Aggrottai la fronte «Margaret chi?»

Alzò le spalle e sorrise per un attimo. «La madre di Carrie. Stephen King. Gh!»

Trattenni una risata. Lui in mezzo al casino trovava sempre la maniera di vedere il lato ironico.

Strinsi le labbra e rimisi a posto il discorso di mio padre, mi assicurai che Juno fosse addormentata prima di riferirlo al mio amico. Man mano che andavo avanti il suo sguardo si faceva più scuro, si mordeva il labbro inferiore come se avesse avuto un bisogno urgente di parlare e grattava sui jeans scuri le unghie, che facevano un rumore basso e sordo, eppure per me era più potente del brusio delle persone sull'aereo.

«Un drink?» La hostess ci sorrideva, con il suo trucco perfetto e il baschetto blu marine che sembrava incollato sull'acconciatura biondo platino in una posizione antigravità impossibile da riprodurre.

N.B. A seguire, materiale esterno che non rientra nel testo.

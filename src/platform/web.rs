//! Browser implementations of the platform ports
//!
//! All capability checks are feature detection through `Reflect`; anything
//! missing logs a warning once and turns into a no-op.

use std::cell::RefCell;
use std::rc::Rc;

use js_sys::{Array, Function, Promise, Reflect};
use wasm_bindgen::JsCast;
use wasm_bindgen::prelude::*;
use wasm_bindgen_futures::{JsFuture, spawn_local};

use super::{BatteryPort, BatteryReading, ThemePort, VibrationPort};

/// Toggles the `dark` class on `<html>`
#[derive(Debug, Default)]
pub struct BrowserTheme;

impl ThemePort for BrowserTheme {
    fn set_dark(&mut self, dark: bool) {
        let Some(root) = web_sys::window()
            .and_then(|w| w.document())
            .and_then(|d| d.document_element())
        else {
            return;
        };
        let _ = root.class_list().toggle_with_force("dark", dark);
    }
}

/// `navigator.vibrate`, when the device has one
#[derive(Debug)]
pub struct BrowserVibration {
    supported: bool,
}

impl Default for BrowserVibration {
    fn default() -> Self {
        Self::new()
    }
}

impl BrowserVibration {
    pub fn new() -> Self {
        let supported = web_sys::window()
            .map(|w| Reflect::has(&w.navigator(), &JsValue::from_str("vibrate")).unwrap_or(false))
            .unwrap_or(false);
        if !supported {
            log::warn!("Vibration API unavailable - vibration disabled");
        }
        Self { supported }
    }
}

impl VibrationPort for BrowserVibration {
    fn vibrate(&mut self, pattern_ms: &[u32]) -> bool {
        if !self.supported {
            return false;
        }
        let Some(window) = web_sys::window() else {
            return false;
        };
        let pattern: Array = pattern_ms.iter().map(|&ms| JsValue::from(ms)).collect();
        window.navigator().vibrate_with_pattern(&pattern)
    }
}

/// `navigator.getBattery()`, refreshed on level/charging change events
#[derive(Debug, Default, Clone)]
pub struct BrowserBattery {
    latest: Rc<RefCell<Option<BatteryReading>>>,
}

impl BrowserBattery {
    /// Start listening; readings arrive asynchronously
    pub fn connect() -> Self {
        let battery = Self::default();
        let latest = battery.latest.clone();
        spawn_local(async move {
            if let Err(e) = watch_battery(latest).await {
                log::warn!("Battery API unavailable: {:?}", e);
            }
        });
        battery
    }
}

impl BatteryPort for BrowserBattery {
    fn reading(&self) -> Option<BatteryReading> {
        *self.latest.borrow()
    }
}

fn read_battery(manager: &JsValue) -> BatteryReading {
    let number = |key: &str| {
        Reflect::get(manager, &JsValue::from_str(key))
            .ok()
            .and_then(|v| v.as_f64())
    };
    let charging = Reflect::get(manager, &JsValue::from_str("charging"))
        .ok()
        .and_then(|v| v.as_bool())
        .unwrap_or(false);
    BatteryReading::from_raw(
        number("level").unwrap_or(1.0),
        charging,
        number("dischargingTime").unwrap_or(f64::INFINITY),
    )
}

async fn watch_battery(latest: Rc<RefCell<Option<BatteryReading>>>) -> Result<(), JsValue> {
    let window = web_sys::window().ok_or_else(|| JsValue::from_str("no window"))?;
    let navigator = window.navigator();
    let get_battery: Function = Reflect::get(&navigator, &JsValue::from_str("getBattery"))?
        .dyn_into()
        .map_err(|_| JsValue::from_str("getBattery not supported"))?;
    let promise: Promise = get_battery.call0(&navigator)?.dyn_into()?;
    let manager = JsFuture::from(promise).await?;

    *latest.borrow_mut() = Some(read_battery(&manager));

    let target: web_sys::EventTarget = manager.clone().dyn_into()?;
    let on_change = {
        let manager = manager.clone();
        Closure::<dyn FnMut()>::new(move || {
            *latest.borrow_mut() = Some(read_battery(&manager));
        })
    };
    for event in ["levelchange", "chargingchange"] {
        let _ = target.add_event_listener_with_callback(event, on_change.as_ref().unchecked_ref());
    }
    on_change.forget();
    Ok(())
}
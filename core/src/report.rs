//! Orchestration of the membership-resolution pipeline.
//!
//! All fetches run sequentially on the caller's task; the first failure
//! aborts the invocation, so a report is either complete or absent.

use sgquery_common::config::Config;
use sgquery_common::error::QueryError;
use sgquery_common::model::{IpMember, MembershipReport, SecurityGroup};

use crate::extract;
use crate::gateway::{self, Transport};
use crate::resolver;

/// Fetches the full catalog for the configured scope, in server order.
pub async fn list_groups(
    transport: &dyn Transport,
    cfg: &Config,
) -> Result<Vec<SecurityGroup>, QueryError> {
    let body = transport.fetch(&gateway::catalog_path(&cfg.scope)).await?;
    extract::security_groups(&body)
}

/// Resolves `name` and gathers its three membership categories.
///
/// Fetch order is fixed: static includes, then IP translation, then VM
/// translation, matching the order the sections print in.
pub async fn build_report(
    transport: &dyn Transport,
    cfg: &Config,
    name: &str,
) -> Result<MembershipReport, QueryError> {
    let group_id = resolver::resolve_group_id(transport, cfg, name).await?;

    let body = transport.fetch(&gateway::group_path(&group_id)).await?;
    let static_members = extract::static_members(&body)?;

    let body = transport.fetch(&gateway::ip_translation_path(&group_id)).await?;
    let ip_members = visible_ips(extract::ip_members(&body)?, cfg.show_ipv6);

    let body = transport.fetch(&gateway::vm_translation_path(&group_id)).await?;
    let vm_members = extract::vm_members(&body)?;

    Ok(MembershipReport {
        group_id,
        static_members,
        ip_members,
        vm_members,
    })
}

/// Applies the IPv6 display flag.
///
/// With the flag off, only addresses that parsed as IPv6 literals are
/// dropped; malformed strings stay visible rather than being guessed at.
pub fn visible_ips(members: Vec<IpMember>, show_ipv6: bool) -> Vec<IpMember> {
    if show_ipv6 {
        return members;
    }
    members.into_iter().filter(|member| !member.is_ipv6).collect()
}
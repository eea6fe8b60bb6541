use sgquery_common::config::Config;
use sgquery_common::model::{IpMember, StaticMember, VmMember};
use sgquery_common::{info, success};
use sgquery_core::gateway::Transport;
use sgquery_core::report;

use crate::terminal::{format, print, spinner};

pub async fn run(transport: &dyn Transport, cfg: &Config, name: &str) -> anyhow::Result<()> {
    info!("Resolving membership of '{name}'");
    let spinner = spinner::start("Querying the NSX manager...", cfg.quiet);
    let outcome = report::build_report(transport, cfg, name).await;
    spinner.finish_and_clear();

    let report = outcome?;
    success!("Security group '{}' resolved to {}", name, report.group_id);

    // Fixed section order, and empty sections still print their banner
    // and rule.
    print_static_includes(&report.static_members);
    print_ip_addresses(&report.ip_members);
    print_virtual_machines(&report.vm_members);
    Ok(())
}

fn print_static_includes(members: &[StaticMember]) {
    print::section("STATIC INCLUDES");
    print::heading("ObjectID", "ObjectType", "Name");
    print::rule(17, 30, 40);
    for member in members {
        print::row(
            &format::smart_truncate(&member.object_id, 17),
            &member.object_type,
            &member.name,
        );
    }
}

fn print_ip_addresses(members: &[IpMember]) {
    print::section("IP ADDRESSES");
    print::heading("Addresses", "", "");
    print::rule(50, 0, 0);
    for member in members {
        print::line(&member.address);
    }
}

fn print_virtual_machines(members: &[VmMember]) {
    print::section("VIRTUAL MACHINES");
    print::heading("ObjectID", "VM Name", "");
    print::rule(16, 29, 0);
    for member in members {
        print::row(&member.object_id, &member.name, "");
    }
}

Di fianco a lei il carrello in metallo chiuso esponeva appena qualche bottiglia di analcolico e le solite riviste aeree.

Alzai appena la mano. «No, grazie.» La donna non cancellò il sorriso di circostanza dal viso e proseguì appena mezzo metro più in là col suo copione.

Nathan chinò il capo continuando a tormentarsi il labbro.

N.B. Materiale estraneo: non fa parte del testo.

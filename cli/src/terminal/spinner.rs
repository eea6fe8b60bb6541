use std::time::Duration;

use indicatif::{ProgressBar, ProgressStyle};

/// Starts a spinner on stderr for the duration of a fetch. Hidden in quiet
/// mode so nothing moves under redirected output.
pub fn start(msg: &str, quiet: bool) -> ProgressBar {
    if quiet {
        return ProgressBar::hidden();
    }

    let pb: ProgressBar = ProgressBar::new_spinner();
    let style: ProgressStyle = ProgressStyle::with_template("{spinner:.blue} {msg}")
        .unwrap()
        .tick_strings(&[
            "▁▁▁▁▁",
            "▁▂▂▂▁",
            "▁▄▂▄▁",
            "▂▄▆▄▂",
            "▄▆█▆▄",
            "▂▄▆▄▂",
            "▁▄▂▄▁",
            "▁▂▂▂▁",
        ]);

    pb.set_style(style);
    pb.enable_steady_tick(Duration::from_millis(100));
    pb.set_message(msg.to_string());
    pb
}
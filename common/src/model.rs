//! Records extracted from the manager's XML responses.
//!
//! All fields come straight off the wire; the only derived value is
//! [`IpMember::is_ipv6`], which the server does not store.

use std::net::Ipv6Addr;

/// One entry of the security group catalog.
#[derive(Debug, Clone, PartialEq, Eq)]
pub struct SecurityGroup {
    /// Opaque identifier, e.g. `securitygroup-10`.
    pub id: String,
    /// Unique within a scope, compared case-sensitively.
    pub name: String,
    /// Normalized to `""` when the element is absent or empty.
    pub description: String,
}

/// An object directly included in a group's membership definition.
///
/// The type is opaque here; it may name another group, a VM, an IP set or
/// any other construct the manager supports.
#[derive(Debug, Clone, PartialEq, Eq)]
pub struct StaticMember {
    pub object_id: String,
    pub object_type: String,
    pub name: String,
}

/// A single address or range string translated out of an IP set.
#[derive(Debug, Clone, PartialEq, Eq)]
pub struct IpMember {
    pub address: String,
    /// Derived by parsing the address as an IPv6 literal. Strings that do
    /// not parse at all count as non-IPv6 and stay visible.
    pub is_ipv6: bool,
}

impl IpMember {
    pub fn new(address: impl Into<String>) -> Self {
        let address: String = address.into();
        let is_ipv6: bool = address.parse::<Ipv6Addr>().is_ok();
        Self { address, is_ipv6 }
    }
}

/// A virtual machine the server resolved as an effective member, after
/// evaluating any dynamic membership criteria.
#[derive(Debug, Clone, PartialEq, Eq)]
pub struct VmMember {
    pub object_id: String,
    pub name: String,
}

/// Everything known about one group's membership, built fresh per
/// invocation and discarded after printing.
#[derive(Debug, Clone, PartialEq, Eq)]
pub struct MembershipReport {
    /// The resolved group identifier all three member lists belong to.
    pub group_id: String,
    pub static_members: Vec<StaticMember>,
    pub ip_members: Vec<IpMember>,
    pub vm_members: Vec<VmMember>,
}
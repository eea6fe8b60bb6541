use thiserror::Error;

/// Everything that can abort a query. None of these are retried or
/// downgraded to a partial result; the binary prints the message and exits
/// nonzero.
#[derive(Debug, Error)]
pub enum QueryError {
    /// Network-level failure or a non-2xx HTTP status.
    #[error("GET {path} on {host} failed: {reason}")]
    Transport {
        host: String,
        path: String,
        /// HTTP status, when the manager answered at all.
        status: Option<u16>,
        reason: String,
    },

    /// Malformed XML, or a required element missing from a response.
    #[error("unexpected XML in the {context} response: {reason}")]
    Parse {
        context: &'static str,
        reason: String,
    },

    #[error("security group '{0}' was not found in the catalog")]
    GroupNotFound(String),
}

impl QueryError {
    pub fn transport(
        host: impl Into<String>,
        path: impl Into<String>,
        status: Option<u16>,
        reason: impl Into<String>,
    ) -> Self {
        Self::Transport {
            host: host.into(),
            path: path.into(),
            status,
            reason: reason.into(),
        }
    }

    pub fn parse(context: &'static str, reason: impl Into<String>) -> Self {
        Self::Parse {
            context,
            reason: reason.into(),
        }
    }
}
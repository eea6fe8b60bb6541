//! Name to identifier resolution over the security group catalog.

use sgquery_common::config::Config;
use sgquery_common::error::QueryError;
use sgquery_common::model::SecurityGroup;

use crate::extract;
use crate::gateway::{self, Transport};

/// Fetches the catalog once and resolves `name` to its group identifier.
///
/// Fails with [`QueryError::GroupNotFound`] before any membership fetch
/// when no catalog entry matches.
pub async fn resolve_group_id(
    transport: &dyn Transport,
    cfg: &Config,
    name: &str,
) -> Result<String, QueryError> {
    let body = transport.fetch(&gateway::catalog_path(&cfg.scope)).await?;
    let catalog = extract::security_groups(&body)?;

    match find_group(&catalog, name) {
        Some(id) => Ok(id.to_string()),
        None => Err(QueryError::GroupNotFound(name.to_string())),
    }
}

/// Linear scan for an exact, case-sensitive name match.
///
/// Names are unique per scope; should a malformed catalog carry duplicates
/// anyway, the first entry in document order wins.
pub fn find_group<'a>(catalog: &'a [SecurityGroup], name: &str) -> Option<&'a str> {
    catalog
        .iter()
        .find(|group| group.name == name)
        .map(|group| group.id.as_str())
}
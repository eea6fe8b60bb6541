pub mod list;
pub mod members;

use clap::{ArgGroup, Parser};

#[derive(Parser)]
#[command(name = "sgquery")]
#[command(version, about = "Queries an NSX manager for the members of a security group.")]
#[command(group(ArgGroup::new("mode").required(true).args(["group", "list"])))]
pub struct CommandLine {
    /// NSX manager hostname, FQDN or IP address
    #[arg(short = 'n', long = "manager", env = "SGQUERY_MANAGER", value_name = "HOST")]
    pub manager: String,

    /// NSX manager username
    #[arg(short = 'u', long = "user", default_value = "admin", value_name = "USER")]
    pub user: String,

    /// NSX manager password; prompted for interactively when not supplied
    #[arg(
        short = 'p',
        long = "password",
        env = "SGQUERY_PASSWORD",
        hide_env_values = true,
        value_name = "PASSWORD"
    )]
    pub password: Option<String>,

    /// Resolve the membership of one security group
    #[arg(short = 's', long = "sg", value_name = "NAME")]
    pub group: Option<String>,

    /// List every security group in the scope
    #[arg(short = 'l', long = "list")]
    pub list: bool,

    /// Hide IPv6 addresses in the IP address section
    #[arg(long = "no-ipv6")]
    pub no_ipv6: bool,

    /// Suppress the banner and status lines, tables only
    #[arg(short = 'q', long = "quiet")]
    pub quiet: bool,
}

pub enum Mode {
    List,
    Resolve(String),
}

impl CommandLine {
    pub fn parse_args() -> Self {
        Self::parse()
    }

    /// The mode group guarantees exactly one of `--sg` and `--list` is set.
    pub fn mode(&self) -> Mode {
        match &self.group {
            Some(name) => Mode::Resolve(name.clone()),
            None => Mode::List,
        }
    }
}
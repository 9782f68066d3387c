//! # Dataset Access
//!
//! The converter only needs three things from its input: look a variable up by
//! name, know its on-disk shape and read all of it into memory. [`Dataset`] and
//! [`VariableHandle`] capture exactly that, so the pipeline runs unchanged over
//! a NetCDF file ([`NetcdfDataset`]) or over buffers built in memory
//! ([`MemoryDataset`]).

use crate::error::{ConvertError, ConvertResult};
use log::debug;
use std::collections::BTreeMap;
use std::path::{Path, PathBuf};

/// A named, shaped numeric array exposed by a [`Dataset`].
pub trait VariableHandle {
    fn name(&self) -> String;

    /// Length of each on-disk dimension, outermost first.
    fn shape(&self) -> Vec<usize>;

    /// Reads the whole variable as `f64`, in row-major order.
    fn read_f64(&self) -> ConvertResult<Vec<f64>>;

    /// Reads the whole variable as `i64`, in row-major order.
    fn read_i64(&self) -> ConvertResult<Vec<i64>>;
}

impl<T: VariableHandle + ?Sized> VariableHandle for &T {
    fn name(&self) -> String {
        (**self).name()
    }

    fn shape(&self) -> Vec<usize> {
        (**self).shape()
    }

    fn read_f64(&self) -> ConvertResult<Vec<f64>> {
        (**self).read_f64()
    }

    fn read_i64(&self) -> ConvertResult<Vec<i64>> {
        (**self).read_i64()
    }
}

/// Read-only access to a collection of named variables.
pub trait Dataset {
    type Variable<'a>: VariableHandle
    where
        Self: 'a;

    /// Looks a variable up by its exact name.
    fn variable(&self, name: &str) -> Option<Self::Variable<'_>>;

    /// Names of all variables in the dataset.
    fn variable_names(&self) -> Vec<String>;
}

impl VariableHandle for netcdf::Variable<'_> {
    fn name(&self) -> String {
        netcdf::Variable::name(self)
    }

    fn shape(&self) -> Vec<usize> {
        self.dimensions().iter().map(|d| d.len()).collect()
    }

    fn read_f64(&self) -> ConvertResult<Vec<f64>> {
        Ok(self.get_values::<f64, _>(..)?)
    }

    fn read_i64(&self) -> ConvertResult<Vec<i64>> {
        Ok(self.get_values::<i64, _>(..)?)
    }
}

/// A NetCDF file opened for reading.
pub struct NetcdfDataset {
    file: netcdf::File,
    path: PathBuf,
}

impl NetcdfDataset {
    pub fn open<P: AsRef<Path>>(path: P) -> ConvertResult<Self> {
        let path = path.as_ref().to_path_buf();
        debug!("Opening NetCDF file: {}", path.display());
        let file = netcdf::open(&path)?;
        Ok(NetcdfDataset { file, path })
    }

    pub fn path(&self) -> &Path {
        &self.path
    }

    /// Dimension names and lengths as declared in the file.
    pub fn dimensions(&self) -> Vec<(String, usize)> {
        self.file
            .dimensions()
            .map(|d| (d.name().to_string(), d.len()))
            .collect()
    }

    pub fn close(self) -> ConvertResult<()> {
        debug!("Closing NetCDF file: {}", self.path.display());
        self.file.close()?;
        Ok(())
    }
}

impl Dataset for NetcdfDataset {
    type Variable<'a> = netcdf::Variable<'a>;

    fn variable(&self, name: &str) -> Option<Self::Variable<'_>> {
        self.file.variable(name)
    }

    fn variable_names(&self) -> Vec<String> {
        self.file.variables().map(|v| v.name().to_string()).collect()
    }
}

/// A variable held entirely in memory.
#[derive(Debug, Clone, PartialEq)]
pub struct MemoryVariable {
    name: String,
    shape: Vec<usize>,
    values: Vec<f64>,
}

impl MemoryVariable {
    /// Fails with [`ConvertError::Shape`] when `values` does not fill `shape`.
    pub fn new(name: &str, shape: Vec<usize>, values: Vec<f64>) -> ConvertResult<Self> {
        let expected: usize = shape.iter().product();
        if expected != values.len() {
            return Err(ConvertError::Shape {
                variable: name.to_string(),
                expected: shape,
                found: vec![values.len()],
            });
        }
        Ok(MemoryVariable {
            name: name.to_string(),
            shape,
            values,
        })
    }
}

impl VariableHandle for MemoryVariable {
    fn name(&self) -> String {
        self.name.clone()
    }

    fn shape(&self) -> Vec<usize> {
        self.shape.clone()
    }

    fn read_f64(&self) -> ConvertResult<Vec<f64>> {
        Ok(self.values.clone())
    }

    // Truncates toward zero, as NetCDF does when reading floats as integers.
    fn read_i64(&self) -> ConvertResult<Vec<i64>> {
        Ok(self.values.iter().map(|&v| v as i64).collect())
    }
}

/// A [`Dataset`] built from in-memory buffers.
#[derive(Debug, Clone, Default)]
pub struct MemoryDataset {
    variables: BTreeMap<String, MemoryVariable>,
}

impl MemoryDataset {
    pub fn new() -> Self {
        Self::default()
    }

    /// Adds or replaces a variable.
    pub fn insert(&mut self, name: &str, shape: Vec<usize>, values: Vec<f64>) -> ConvertResult<()> {
        let variable = MemoryVariable::new(name, shape, values)?;
        self.variables.insert(name.to_string(), variable);
        Ok(())
    }

    pub fn with_variable(mut self, name: &str, shape: Vec<usize>, values: Vec<f64>) -> ConvertResult<Self> {
        self.insert(name, shape, values)?;
        Ok(self)
    }

    pub fn remove(&mut self, name: &str) -> Option<MemoryVariable> {
        self.variables.remove(name)
    }
}

impl Dataset for MemoryDataset {
    type Variable<'a> = &'a MemoryVariable;

    fn variable(&self, name: &str) -> Option<Self::Variable<'_>> {
        self.variables.get(name)
    }

    fn variable_names(&self) -> Vec<String> {
        self.variables.keys().cloned().collect()
    }
}

#[cfg(test)]
mod tests {
    use super::*;

    #[test]
    fn test_memory_variable_rejects_mismatched_length() {
        let result = MemoryVariable::new("temp", vec![2, 1, 2], vec![1.0, 2.0, 3.0]);
        assert!(matches!(result, Err(ConvertError::Shape { .. })));
    }

    #[test]
    fn test_memory_dataset_lookup() -> ConvertResult<()> {
        let dataset = MemoryDataset::new()
            .with_variable("time", vec![3], vec![0.0, 1.9, -2.5])?
            .with_variable("rh", vec![3, 1, 1, 1], vec![0.5, 0.6, 0.7])?;

        assert!(dataset.variable("missing").is_none());
        assert_eq!(dataset.variable_names(), vec!["rh".to_string(), "time".to_string()]);

        let time = dataset.variable("time").unwrap();
        assert_eq!(time.name(), "time");
        assert_eq!(time.shape(), vec![3]);
        assert_eq!(time.read_i64()?, vec![0, 1, -2]);

        let rh = dataset.variable("rh").unwrap();
        assert_eq!(rh.shape(), vec![3, 1, 1, 1]);
        assert_eq!(rh.read_f64()?, vec![0.5, 0.6, 0.7]);
        Ok(())
    }

    #[test]
    fn test_memory_dataset_remove() -> ConvertResult<()> {
        let mut dataset = MemoryDataset::new().with_variable("x", vec![1], vec![0.0])?;
        assert!(dataset.remove("x").is_some());
        assert!(dataset.variable("x").is_none());
        Ok(())
    }
}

Mi appoggiai al sedile. «Sai, non posso credere che una persona possa arrivare a proteggere qualcuno picchiandolo. Col rasoio, addirittura. Se non fosse che lo stronzo le ha mandato indietro i vestiti, non risponde alle sue mail e per le foto che ho visto, penserei che sia tutto un delirio della vecchia.»

«Avrei dato qualunque cosa perché mia madre mi picchiasse.» Sbottò alla fine Nate, in un tono cupo. La sua mascella si contraeva con un ritmo regolare, così intensa che mi trasmetteva l'angoscia dei suoi ricordi. «Dovevo solo tenere dietro a Nicole. Era il mio unico dovere.» Il suo pomo d'Adamo si mosse in su poi in giù. «Ogni tanto lo rivedo. Se sbagliavo, mamma guardava Marianne e mia sorella mi schiaffeggiava. Non c'era nemmeno bisogno che glielo dicesse. Non mi parlava, né parlava di me. Per lei non sono mai esistito. Dovevo solo tenere dietro a mia sorella minore mentre mia sorella maggiore mi puniva.»

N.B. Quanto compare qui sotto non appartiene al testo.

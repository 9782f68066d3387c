//! # Variable Resolution and Materialization
//!
//! Resolution is all-or-nothing: every required variable must be present or
//! the dataset is rejected with the full list of what is missing. Once
//! resolved, each variable is read eagerly and data variables are squeezed to
//! the logical `(time, x, y)` layout.
//!
//! ## Key Components
//!
//! - [`resolve_variables`]: looks up the 19 required variables
//! - [`squeeze_shape`]: drops singleton axes down to rank 3, matching the extents when possible
//! - [`load_wrf_data`]: resolution plus materialization into a [`WrfData`]

use crate::dataset::{Dataset, VariableHandle};
use crate::error::{ConvertError, ConvertResult};
use crate::schema::{MEASUREMENTS, TIME_VARIABLE, VISIBILITY_VARIABLE, X_VARIABLE, Y_VARIABLE};
use log::debug;

/// Handles to every required variable, measurements in output order.
#[derive(Debug)]
pub struct ResolvedVariables<V> {
    pub x: V,
    pub y: V,
    pub time: V,
    pub measurements: Vec<V>,
    pub visibility: V,
}

fn lookup<'d, D: Dataset>(dataset: &'d D, name: &str, missing: &mut Vec<String>) -> Option<D::Variable<'d>> {
    let variable = dataset.variable(name);
    if variable.is_none() {
        missing.push(name.to_string());
    }
    variable
}

/// Looks up every required variable by exact name.
///
/// # Errors
///
/// Returns [`ConvertError::MissingVariables`] naming each absent variable when
/// at least one lookup fails.
pub fn resolve_variables<D: Dataset>(dataset: &D) -> ConvertResult<ResolvedVariables<D::Variable<'_>>> {
    let mut missing = Vec::new();
    let x = lookup(dataset, X_VARIABLE, &mut missing);
    let y = lookup(dataset, Y_VARIABLE, &mut missing);
    let time = lookup(dataset, TIME_VARIABLE, &mut missing);
    let measurements: Vec<_> = MEASUREMENTS
        .iter()
        .map(|m| lookup(dataset, m.source, &mut missing))
        .collect();
    let visibility = lookup(dataset, VISIBILITY_VARIABLE, &mut missing);

    let measurements: Option<Vec<_>> = measurements.into_iter().collect();
    match (x, y, time, measurements, visibility) {
        (Some(x), Some(y), Some(time), Some(measurements), Some(visibility)) => Ok(ResolvedVariables {
            x,
            y,
            time,
            measurements,
            visibility,
        }),
        _ => Err(ConvertError::MissingVariables(missing)),
    }
}

/// Reduces an on-disk shape to rank 3 by removing length-1 axes. Removing a
/// singleton axis never changes row-major element order.
///
/// When some choice of singletons leaves exactly `extents`, that choice wins,
/// so `(time, x=1, y, lev=1)` keeps its `x` axis. Otherwise singletons are
/// removed leftmost first and the caller reports the mismatch.
pub fn squeeze_shape(variable: &str, shape: &[usize], extents: [usize; 3]) -> ConvertResult<[usize; 3]> {
    if aligns_with(shape, extents) {
        return Ok(extents);
    }

    let mut squeezed = shape.to_vec();
    while squeezed.len() > 3 {
        match squeezed.iter().position(|&len| len == 1) {
            Some(axis) => {
                squeezed.remove(axis);
            }
            None => break,
        }
    }

    match squeezed.as_slice() {
        &[t, x, y] => Ok([t, x, y]),
        _ => Err(ConvertError::Rank {
            variable: variable.to_string(),
            found: shape.to_vec(),
        }),
    }
}

/// True when `extents` is a subsequence of `shape` and every skipped axis has
/// length 1.
fn aligns_with(shape: &[usize], extents: [usize; 3]) -> bool {
    let mut matched = 0;
    for &len in shape {
        if matched < extents.len() && len == extents[matched] {
            matched += 1;
        } else if len != 1 {
            return false;
        }
    }
    matched == extents.len()
}

/// A data variable laid out as `(time, x, y)`.
#[derive(Debug, Clone, PartialEq)]
pub struct Grid {
    shape: [usize; 3],
    values: Vec<f64>,
}

impl Grid {
    pub fn new(shape: [usize; 3], values: Vec<f64>) -> ConvertResult<Self> {
        if shape.iter().product::<usize>() != values.len() {
            return Err(ConvertError::Shape {
                variable: "grid".to_string(),
                expected: shape.to_vec(),
                found: vec![values.len()],
            });
        }
        Ok(Grid { shape, values })
    }

    pub fn shape(&self) -> [usize; 3] {
        self.shape
    }

    pub fn get(&self, time: usize, x: usize, y: usize) -> f64 {
        let [_, nx, ny] = self.shape;
        self.values[(time * nx + x) * ny + y]
    }
}

/// Every buffer the row writer needs, fully in memory.
#[derive(Debug, Clone, PartialEq)]
pub struct WrfData {
    pub x: Vec<f64>,
    pub y: Vec<f64>,
    pub time: Vec<i64>,
    pub measurements: Vec<Grid>,
    pub visibility: Grid,
}

impl WrfData {
    /// `(time, x, y)` extents.
    pub fn extents(&self) -> [usize; 3] {
        [self.time.len(), self.x.len(), self.y.len()]
    }

    pub fn row_count(&self) -> usize {
        self.extents().iter().product()
    }
}

fn read_grid<V: VariableHandle>(variable: &V, extents: [usize; 3]) -> ConvertResult<Grid> {
    let name = variable.name();
    let on_disk = variable.shape();
    let shape = squeeze_shape(&name, &on_disk, extents)?;
    if shape != extents {
        return Err(ConvertError::Shape {
            variable: name,
            expected: extents.to_vec(),
            found: on_disk,
        });
    }

    debug!("Reading {} with shape {:?} as {:?}", name, on_disk, shape);
    let values = variable.read_f64()?;
    Grid::new(shape, values).map_err(|_| ConvertError::Shape {
        variable: name,
        expected: extents.to_vec(),
        found: on_disk,
    })
}

/// Reads every resolved variable into memory.
///
/// The extents come from the lengths of the `x`, `y` and `time` buffers; any
/// data variable whose squeezed shape differs from them is rejected.
pub fn materialize<V: VariableHandle>(resolved: &ResolvedVariables<V>) -> ConvertResult<WrfData> {
    let x = resolved.x.read_f64()?;
    let y = resolved.y.read_f64()?;
    let time = resolved.time.read_i64()?;
    let extents = [time.len(), x.len(), y.len()];
    debug!("Dataset extents (time, x, y): {:?}", extents);

    let measurements = resolved
        .measurements
        .iter()
        .map(|variable| read_grid(variable, extents))
        .collect::<ConvertResult<Vec<_>>>()?;
    let visibility = read_grid(&resolved.visibility, extents)?;

    Ok(WrfData {
        x,
        y,
        time,
        measurements,
        visibility,
    })
}

/// Resolves and materializes every required variable of `dataset`.
pub fn load_wrf_data<D: Dataset>(dataset: &D) -> ConvertResult<WrfData> {
    let resolved = resolve_variables(dataset)?;
    materialize(&resolved)
}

Ricordavo il clima che c'era in famiglia in casa sua: avevo imparato a riconoscere quel distacco oscuro, che penetrava la pelle e raggiungeva le ossa fino a ridurle cenere, morte. Per quello avevo convinto mio padre ad adottare quel rosso sbandato. Lo lasciai parlare. Era sempre così chiuso che le poche volte che si lasciava andare erano necessarie per lui quanto per me. Nathan mi aveva salvato, io volevo salvare lui.

Si voltò e mi rivolse un sorriso storto, triste come i suoi occhi lucidi. Rabbrividii, erano anni che non lo vedevo così sconvolto, pallido. Scosse la testa. «La prima volta che mi sono sentito esistere è stato quando David mi ha messo in castigo per aver fatto a pugni in palestra.» Le sue dita si insinuarono nella mano libera, a differenza di Juno erano bollenti.